▶ [EXERCISE DIRECTIONS] Only lines containing the word "bail" are needed; pull them out of the material.

▶ [DATASET RECORDS]
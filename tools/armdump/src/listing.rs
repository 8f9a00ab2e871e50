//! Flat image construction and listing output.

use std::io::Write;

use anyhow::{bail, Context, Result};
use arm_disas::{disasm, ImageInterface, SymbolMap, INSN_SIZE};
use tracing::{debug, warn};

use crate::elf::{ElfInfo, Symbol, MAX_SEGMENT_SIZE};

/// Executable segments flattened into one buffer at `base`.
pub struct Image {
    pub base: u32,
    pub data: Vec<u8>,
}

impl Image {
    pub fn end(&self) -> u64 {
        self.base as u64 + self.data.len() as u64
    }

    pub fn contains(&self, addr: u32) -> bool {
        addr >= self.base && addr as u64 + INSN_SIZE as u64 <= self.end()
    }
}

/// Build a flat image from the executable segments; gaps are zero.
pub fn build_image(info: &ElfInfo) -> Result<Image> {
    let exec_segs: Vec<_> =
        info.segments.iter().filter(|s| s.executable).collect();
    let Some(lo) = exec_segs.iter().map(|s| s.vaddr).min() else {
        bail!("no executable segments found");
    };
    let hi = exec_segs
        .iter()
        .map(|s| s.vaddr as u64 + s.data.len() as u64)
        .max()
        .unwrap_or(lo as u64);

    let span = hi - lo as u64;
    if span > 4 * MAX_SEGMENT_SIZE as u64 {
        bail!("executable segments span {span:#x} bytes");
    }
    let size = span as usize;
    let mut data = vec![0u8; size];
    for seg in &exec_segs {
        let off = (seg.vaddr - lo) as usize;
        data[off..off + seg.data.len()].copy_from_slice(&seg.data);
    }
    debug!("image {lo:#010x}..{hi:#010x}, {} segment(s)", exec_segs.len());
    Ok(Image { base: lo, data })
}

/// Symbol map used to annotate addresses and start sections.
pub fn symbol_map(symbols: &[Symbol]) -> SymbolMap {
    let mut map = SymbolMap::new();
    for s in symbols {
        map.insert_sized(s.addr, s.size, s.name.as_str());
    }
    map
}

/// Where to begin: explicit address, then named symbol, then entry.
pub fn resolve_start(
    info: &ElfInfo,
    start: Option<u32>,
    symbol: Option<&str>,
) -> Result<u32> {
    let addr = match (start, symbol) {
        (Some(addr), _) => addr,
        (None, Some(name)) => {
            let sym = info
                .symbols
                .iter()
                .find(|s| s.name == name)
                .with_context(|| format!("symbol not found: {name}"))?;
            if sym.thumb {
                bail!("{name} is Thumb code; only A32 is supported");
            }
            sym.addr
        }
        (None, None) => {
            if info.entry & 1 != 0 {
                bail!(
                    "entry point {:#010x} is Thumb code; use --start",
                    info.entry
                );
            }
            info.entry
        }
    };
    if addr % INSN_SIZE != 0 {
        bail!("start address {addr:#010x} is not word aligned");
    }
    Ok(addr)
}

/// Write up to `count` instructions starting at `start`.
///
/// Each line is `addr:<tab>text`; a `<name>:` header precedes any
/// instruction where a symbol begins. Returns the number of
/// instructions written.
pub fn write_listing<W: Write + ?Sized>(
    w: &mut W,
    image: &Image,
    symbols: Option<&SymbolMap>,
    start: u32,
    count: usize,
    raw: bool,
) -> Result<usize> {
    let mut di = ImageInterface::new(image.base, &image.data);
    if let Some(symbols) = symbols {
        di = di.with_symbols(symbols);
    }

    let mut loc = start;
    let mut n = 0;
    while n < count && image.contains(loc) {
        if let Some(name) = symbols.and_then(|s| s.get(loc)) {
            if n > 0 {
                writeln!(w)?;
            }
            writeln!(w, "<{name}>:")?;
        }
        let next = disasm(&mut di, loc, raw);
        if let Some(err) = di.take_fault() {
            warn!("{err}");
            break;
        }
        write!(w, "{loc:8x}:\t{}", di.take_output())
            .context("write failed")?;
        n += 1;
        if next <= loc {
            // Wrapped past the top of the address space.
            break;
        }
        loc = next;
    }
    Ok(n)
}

▶ [WRITTEN RESPONSE]
use anyhow::{bail, Context, Result};
        bail!("no executable segments found");
        bail!("executable segments span {span:#x} bytes");
                bail!("{name} is Thumb code; only A32 is supported");
                bail!(
        bail!("start address {addr:#010x} is not word aligned");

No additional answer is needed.